- Pokharaira Location in Bihar, India
- Coordinates: 26°04′16″N 85°12′12.4″E﻿ / ﻿26.07111°N 85.203444°E
- Country: India
- State: Bihar
- District: Muzaffarpur

Languages
- • Official: Bhojpuri, Hindi
- Time zone: UTC+5:30 (IST)
- Telephone code: 06223 postal_code = 843106

= Pokharaira =

Pokharaira is a village in Muzaffarpur, Muzaffarpur, in the Indian state of Bihar.

== Population ==
In 2001, the population was 10,865. It is estimated that 97% are Hindu and 3% Muslim. The literacy rate is 64%, including 38.94% female and 66.51% male.

== Climate ==
The climate is semi-tropical monsoon.

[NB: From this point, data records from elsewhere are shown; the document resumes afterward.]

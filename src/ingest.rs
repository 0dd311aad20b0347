//! Ingestion pipeline: decode an uploaded workbook, normalize each row and
//! persist the whole batch through the store collaborator.
//!
//! The pipeline is all-or-nothing per upload: a decode failure or a store
//! rejection aborts the operation with nothing persisted, and there is no
//! retry. Rows are normalized and submitted in sheet order; the store
//! decides the final persisted order.

use std::io::Cursor;

use calamine::{open_workbook_auto_from_rs, Data, Reader};
use chrono::Utc;
use log::info;

use crate::error::DashboardError;
use crate::normalize::normalize_row;
use crate::record::{CellValue, RawRow, SalesRecord};
use crate::store::SalesStore;

fn cell_value(data: &Data) -> CellValue {
    match data {
        Data::String(s) => CellValue::Text(s.clone()),
        Data::Int(i) => CellValue::Number(*i as f64),
        Data::Float(f) => CellValue::Number(*f),
        Data::Bool(b) => CellValue::Text(b.to_string()),
        Data::DateTime(dt) => match dt.as_datetime() {
            Some(naive) => CellValue::Date(naive.date()),
            None => CellValue::Number(dt.as_f64()),
        },
        Data::DateTimeIso(s) | Data::DurationIso(s) => CellValue::Text(s.clone()),
        Data::Error(_) | Data::Empty => CellValue::Empty,
    }
}

fn header_label(data: &Data) -> String {
    match data {
        Data::String(s) => s.trim().to_string(),
        Data::Empty => String::new(),
        other => other.to_string(),
    }
}

/// Decodes workbook bytes (`.xlsx`/`.xls`) into raw rows.
///
/// Only the first sheet is read and its first row is taken as the header
/// row, mirroring the upload contract. Blank cells are dropped from the row
/// map so absent fields surface as missing headers, not empty values.
pub fn decode_rows(bytes: &[u8]) -> Result<Vec<RawRow>, DashboardError> {
    let cursor = Cursor::new(bytes);
    let mut workbook = open_workbook_auto_from_rs(cursor)
        .map_err(|e| DashboardError::Decode(e.to_string()))?;

    let sheet_name = workbook
        .sheet_names()
        .first()
        .cloned()
        .ok_or_else(|| DashboardError::Decode("workbook has no sheets".into()))?;

    let range = workbook
        .worksheet_range(&sheet_name)
        .map_err(|e| DashboardError::Decode(e.to_string()))?;

    let mut rows = range.rows();
    let headers: Vec<String> = match rows.next() {
        Some(header_row) => header_row.iter().map(header_label).collect(),
        None => return Ok(Vec::new()),
    };

    let mut decoded = Vec::new();
    for row in rows {
        let mut raw: RawRow = Vec::with_capacity(headers.len());
        for (header, cell) in headers.iter().zip(row.iter()) {
            if header.is_empty() {
                continue;
            }
            let value = cell_value(cell);
            if value != CellValue::Empty {
                raw.push((header.clone(), value));
            }
        }
        if !raw.is_empty() {
            decoded.push(raw);
        }
    }

    Ok(decoded)
}

/// Normalizes decoded rows into canonical records with ownership and
/// provenance attached. The ingestion date is the fallback for rows whose
/// date cell cannot be parsed.
pub fn normalize_rows(rows: &[RawRow], owner_id: &str, source_file: &str) -> Vec<SalesRecord> {
    let today = Utc::now().date_naive();
    rows.iter()
        .map(|row| normalize_row(row, owner_id, source_file, today))
        .collect()
}

/// Ingests one uploaded workbook for `owner_id`: decode, normalize, one
/// bulk insert. Returns the number of rows submitted.
pub async fn ingest_workbook(
    store: &dyn SalesStore,
    owner_id: &str,
    source_file: &str,
    bytes: &[u8],
) -> Result<usize, DashboardError> {
    let rows = decode_rows(bytes)?;
    let records = normalize_rows(&rows, owner_id, source_file);
    store.insert_batch(&records).await?;
    info!(
        "ingested {} rows from {} for owner {}",
        records.len(),
        source_file,
        owner_id
    );
    Ok(records.len())
}

#[cfg(test)]
mod tests {
    use super::*;
    use rust_xlsxwriter::Workbook;

    fn sample_workbook() -> Vec<u8> {
        let mut workbook = Workbook::new();
        let worksheet = workbook.add_worksheet().set_name("Ventas").unwrap();
        let headers = ["Vendedor-usuario", "Ciudad", "Negocio", "Presentacion", "Venta", "Fecha"];
        for (col, header) in headers.iter().enumerate() {
            worksheet.write_string(0, col as u16, *header).unwrap();
        }
        worksheet.write_string(1, 0, "Juan Pérez").unwrap();
        worksheet.write_string(1, 1, "La Ceiba").unwrap();
        worksheet.write_string(1, 2, "Tienda").unwrap();
        worksheet.write_string(1, 3, "500g").unwrap();
        worksheet.write_number(1, 4, 1200.0).unwrap();
        worksheet.write_string(1, 5, "2024-01-05").unwrap();
        // Second row leaves text fields blank and the quantity garbled.
        worksheet.write_string(2, 4, "no-se").unwrap();
        worksheet.write_string(2, 5, "2024-02-01").unwrap();
        workbook.save_to_buffer().unwrap()
    }

    #[test]
    fn decodes_first_sheet_with_header_row() {
        let rows = decode_rows(&sample_workbook()).unwrap();
        assert_eq!(rows.len(), 2);
        assert_eq!(rows[0][0].0, "Vendedor-usuario");
    }

    #[test]
    fn normalizes_decoded_rows_to_canonical_records() {
        let rows = decode_rows(&sample_workbook()).unwrap();
        let records = normalize_rows(&rows, "owner-1", "ventas.xlsx");
        assert_eq!(records.len(), 2);

        let first = &records[0];
        assert_eq!(first.salesperson, "Juan Pérez");
        assert_eq!(first.city, "La Ceiba");
        assert_eq!(first.quantity, 1200.0);
        assert_eq!(first.date, "2024-01-05");
        assert_eq!(first.owner_id, "owner-1");
        assert_eq!(first.source_file, "ventas.xlsx");

        let second = &records[1];
        assert_eq!(second.salesperson, "");
        assert_eq!(second.quantity, 0.0);
        assert_eq!(second.date, "2024-02-01");
    }

    #[test]
    fn corrupt_bytes_abort_with_decode_error() {
        let err = decode_rows(b"definitely not a workbook").unwrap_err();
        assert!(matches!(err, DashboardError::Decode(_)));
    }
}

The months of May to June are hot and December to January are cold.

== Crops ==
The village has many Litchi and Mango plantations.

== Utilities ==
Electricity and potable water are available from private firms and mostly hand pumps.

== Places of interest ==
Visitors explore Narsingh Sthan and the Kanu temple of Palwaiya Dham and mine block.

== Transport ==
There is no public transportation in the village.

== Education ==
The state operates a teacher training School. The government operates RPS Government 10+2 School, three primary schools and two middle schools.

== Health Centre ==
A primary health center and hospital are there.